Problem: I am undervaluing the value of extended life (compared to the patient). In most cases, patients have been educated to the likely course of the illness and make an educated decision to have the full plan anyway. Another problem is that I have a different understanding of the meaning of life, and therefore the meaning of dying, and that makes me feel superior compared to their meaning. Yet another problem is that I am overvaluing the significance of suffering (compared to the patient). It's not that that patient doesn't understand how uncomfortable life will really be (especially because most of these patients have been intubated and resuscitated before, so they have more experience in those areas than I do, seeing as my heart and lungs have never stopped functioning before...), but that patients really do want every opportunity to recover and extend their life, and the suffering is therefore worth it.
Oh that phrase... worth it. This is the silver bullet when arguing with physicians, patients, and families. We all view our priorities and values as a set-in-stone hierarchy that determines if something is worth it. And if someone else's values differ, it's because of ignorance or fear of dying or over/undervaluing something (technology, quality of life, suffering, the financial cost of the care, the cost to the family for extending care, etc).
Everyone has a set of beliefs about these things, mine just happens to come from the Bible and from hospital experience. I have seen too many people die in pain to ever want undue pain in my own hospital stays-- if it doesn't have a definite outcome to benefit or save areas of my life that are important to me (i.e. having kids, rehab from surgery, etc), I don't want it. I also have a different sense of quality of life. I love my brain and listening to music and stories, so if I lost the ability to appreciate any of those things (i.e. major brain damage) I would have a strong hesitancy to extend my life... but I'm not all too-attached to my physical abilities (like an athlete might be, for instance) so the loss of those functions would be less devestating (still devestating, but still worth it to keep living).
But the biggest determinant of my values is my confidence in salvation and knowing that there's something more for me. I know that when I die, whether through disease or disaster or natural lifespan, I'm going to the same place. I know that I have been put on this earth, in this life and this job and this community, for God's purposes; so when He calls me Home, I can go Home. I can suffer to preserve my role in His purpose (i.e. continuing to raise children, or continuing in a career or vocation), but not for the sake of preserving my life. I don't need to keep living to solidify an identity for myself, or leave a legacy, or answer life's questions... I can die and gain all those things in Heaven. And I have a larger fear of suffering than I do of dying for this reason-- which is why I probably overvalue suffering (even from a Biblical perspective, suffering is necessary and I drag my feet to accept that) and undervalue extending my life.

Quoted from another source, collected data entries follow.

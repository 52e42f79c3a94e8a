#![allow(missing_docs)]

use std::sync::atomic::{AtomicBool, Ordering};
use std::sync::{Arc, Once};

use dpd::{
    admin::{self, VerifyLevel},
    storage::{CounterMetrics, MemMetadataStore, MetadataStore, PartitionMetadata},
    CommitBatch, DpdError, PartitionId, Result, SparseStore, StoreOptions,
};
use tracing_subscriber::EnvFilter;

fn init_tracing() {
    static INIT: Once = Once::new();
    INIT.call_once(|| {
        let filter =
            EnvFilter::try_from_default_env().unwrap_or_else(|_| EnvFilter::new("dpd=debug"));
        let _ = tracing_subscriber::fmt()
            .with_env_filter(filter)
            .with_writer(std::io::stderr)
            .with_ansi(false)
            .try_init();
    });
}

fn assert_clean(store: &SparseStore<f64>, partition: PartitionId) -> Result<()> {
    let report = admin::verify(store, partition, VerifyLevel::Full)?;
    assert!(report.success, "verify findings: {:?}", report.findings);
    Ok(())
}

#[test]
fn staged_entries_merge_sorted_across_commits() -> Result<()> {
    init_tracing();
    let store: SparseStore<f64> =
        SparseStore::create(&[4], StoreOptions::new().initial_reserve(20))?;
    let p = PartitionId(0);

    let mut m = store.mutator(p)?;
    *m.set(0, 3)? = 333.3;
    *m.set(0, 5)? = 555.5;
    m.commit()?;
    drop(m);
    assert_eq!(store.entries(p, 0)?, vec![(3, 333.3), (5, 555.5)]);

    let mut m = store.mutator(p)?;
    *m.set(0, 4)? = 444.4;
    m.commit()?;
    drop(m);

    assert_eq!(
        store.entries(p, 0)?,
        vec![(3, 333.3), (4, 444.4), (5, 555.5)]
    );
    assert_eq!(store.len(p, 0)?, 3);
    assert_clean(&store, p)?;
    Ok(())
}

#[test]
fn flattened_batches_commit_directly() -> Result<()> {
    init_tracing();
    let store: SparseStore<f64> =
        SparseStore::create(&[3], StoreOptions::new().initial_reserve(32))?;
    let p = PartitionId(0);
    let value = |v: f64| v.to_le_bytes().to_vec();

    // Trailing slots past each count are ignored.
    let mut values = Vec::new();
    for v in [20.0, 10.0, -1.0, 7.0, -1.0, -1.0] {
        values.extend(value(v));
    }
    let batch = CommitBatch::from_parts(p, 3, 8, vec![2, 1], vec![2, 1, 99, 7, 98, 97], values)?;
    let report = store.commit(&batch)?;
    assert_eq!(report.inserted, 3);
    assert_eq!(store.entries(p, 0)?, vec![(1, 10.0), (2, 20.0)]);
    assert_eq!(store.entries(p, 1)?, vec![(7, 7.0)]);
    assert!(store.entries(p, 2)?.is_empty());
    assert_clean(&store, p)?;
    Ok(())
}

#[test]
fn untouched_indices_follow_shifted_neighbours() -> Result<()> {
    init_tracing();
    let store: SparseStore<f64> =
        SparseStore::create(&[5], StoreOptions::new().initial_reserve(64))?;
    let p = PartitionId(0);
    {
        let mut m = store.mutator(p)?;
        m.insert(4, 40, 4.0)?;
        m.insert(2, 20, 2.0)?;
    }
    {
        // Narrow mutator: only indices 0 and 1 are staged, 2..5 must still move.
        let mut m = store.mutator_with(p, 2, 3)?;
        m.insert(0, 1, 0.1)?;
        m.insert(1, 2, 0.2)?;
        m.insert(1, 1, 0.15)?;
    }
    assert_eq!(store.entries(p, 1)?, vec![(1, 0.15), (2, 0.2)]);
    assert_eq!(store.entries(p, 2)?, vec![(20, 2.0)]);
    assert_eq!(store.entries(p, 4)?, vec![(40, 4.0)]);
    assert_eq!(store.get(p, 4, 40)?, Some(4.0));
    assert_eq!(store.get(p, 3, 40)?, None);
    assert_clean(&store, p)?;
    Ok(())
}

#[test]
fn rewriting_a_key_overwrites_its_value() -> Result<()> {
    init_tracing();
    let metrics = Arc::new(CounterMetrics::default());
    let store: SparseStore<f64> = SparseStore::create(
        &[2],
        StoreOptions::new()
            .initial_reserve(16)
            .metrics(metrics.clone()),
    )?;
    let p = PartitionId(0);
    {
        let mut m = store.mutator(p)?;
        m.insert(1, 8, 1.0)?;
        m.insert(1, 9, 2.0)?;
    }
    let report = {
        let mut m = store.mutator(p)?;
        m.insert(1, 9, 3.0)?;
        m.insert(1, 10, 4.0)?;
        m.commit()?.expect("first commit returns a report")
    };
    assert_eq!((report.inserted, report.updated), (1, 1));
    assert_eq!(store.entries(p, 1)?, vec![(8, 1.0), (9, 3.0), (10, 4.0)]);
    assert_eq!(
        metrics.entries_updated.load(std::sync::atomic::Ordering::Relaxed),
        1
    );
    assert_clean(&store, p)?;
    Ok(())
}

#[test]
fn metadata_tracks_every_commit() -> Result<()> {
    init_tracing();
    let metadata = Arc::new(MemMetadataStore::new());
    let store: SparseStore<f64> = SparseStore::create(
        &[2, 2],
        StoreOptions::new()
            .initial_reserve(10)
            .metadata_store(metadata.clone()),
    )?;
    {
        let mut m = store.mutator(PartitionId(1))?;
        m.insert(0, 1, 1.0)?;
        m.insert(1, 1, 1.0)?;
    }
    let md = metadata.get(PartitionId(1))?;
    assert_eq!((md.size, md.reserve), (2, 10));
    assert_eq!(metadata.get(PartitionId(0))?.size, 0);
    assert_eq!(store.metadata(PartitionId(1))?, md);
    Ok(())
}

#[test]
fn unknown_partition_is_not_found() {
    init_tracing();
    let store: SparseStore<f64> = SparseStore::create(&[1], StoreOptions::new()).unwrap();
    let batch = CommitBatch::new(PartitionId(3), 1, 1, 8).unwrap();
    assert!(matches!(store.commit(&batch), Err(DpdError::NotFound(_))));
    assert!(matches!(
        store.get(PartitionId(3), 0, 0),
        Err(DpdError::NotFound(_))
    ));
}

/// Wraps the in-memory backend with an outage switch for writes.
#[derive(Default)]
struct UnreliableMetadata {
    inner: MemMetadataStore,
    writes_fail: AtomicBool,
}

impl MetadataStore for UnreliableMetadata {
    fn get(&self, partition: PartitionId) -> Result<PartitionMetadata> {
        self.inner.get(partition)
    }

    fn put(&self, metadata: &PartitionMetadata) -> Result<()> {
        if self.writes_fail.load(Ordering::SeqCst) {
            return Err(DpdError::NotFound("metadata backend unreachable".into()));
        }
        self.inner.put(metadata)
    }

    fn remove(&self, partition: PartitionId) -> Result<()> {
        self.inner.remove(partition)
    }
}

#[test]
fn backend_write_failure_leaves_partition_as_it_was() -> Result<()> {
    init_tracing();
    let backend = Arc::new(UnreliableMetadata::default());
    let metrics = Arc::new(CounterMetrics::default());
    let store: SparseStore<f64> = SparseStore::create(
        &[2],
        StoreOptions::new()
            .initial_reserve(4)
            .num_slots(2)
            .metadata_store(backend.clone())
            .metrics(metrics.clone()),
    )?;
    let p = PartitionId(0);
    let mut m = store.mutator(p)?;
    m.insert(0, 1, 10.0)?;
    m.commit()?;
    drop(m);
    let before = store.metadata(p)?;

    backend.writes_fail.store(true, Ordering::SeqCst);
    let mut m = store.mutator(p)?;
    m.insert(0, 1, 11.0)?;
    m.insert(0, 0, 5.0)?;
    m.insert(1, 7, 70.0)?;
    assert!(matches!(m.commit(), Err(DpdError::NotFound(_))));
    drop(m);

    assert_eq!(store.entries(p, 0)?, vec![(1, 10.0)]);
    assert!(store.entries(p, 1)?.is_empty());
    assert_eq!(store.metadata(p)?, before);
    assert_eq!(metrics.commits_failed.load(Ordering::Relaxed), 1);
    assert_clean(&store, p)?;

    backend.writes_fail.store(false, Ordering::SeqCst);
    let mut m = store.mutator(p)?;
    m.insert(0, 0, 5.0)?;
    m.insert(1, 7, 70.0)?;
    let report = m.commit()?.expect("report on first commit");
    drop(m);
    assert_eq!(report.grown_from, Some(4));
    assert_eq!(store.entries(p, 0)?, vec![(0, 5.0), (1, 10.0)]);
    assert_eq!(store.entries(p, 1)?, vec![(7, 70.0)]);
    assert_clean(&store, p)?;
    Ok(())
}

My perspective isn't perfect because it still comes from my sinful heart and is acted out by my sinful body and is thought-through by my sinful mind. But other people have perspectives that can come from the wrong foundation-- from fear of dying because they don't have salvation, or fear of losing their current quality of life because they don't have anything else as a base for their identity. And, as a Christian, these are the foundations I'm supposed to rattle. I'm supposed to make you think about Eternity and the Purpose (and gift!) of life.
... but I have to admit, sometimes even that battle with people doesn't feel worth it.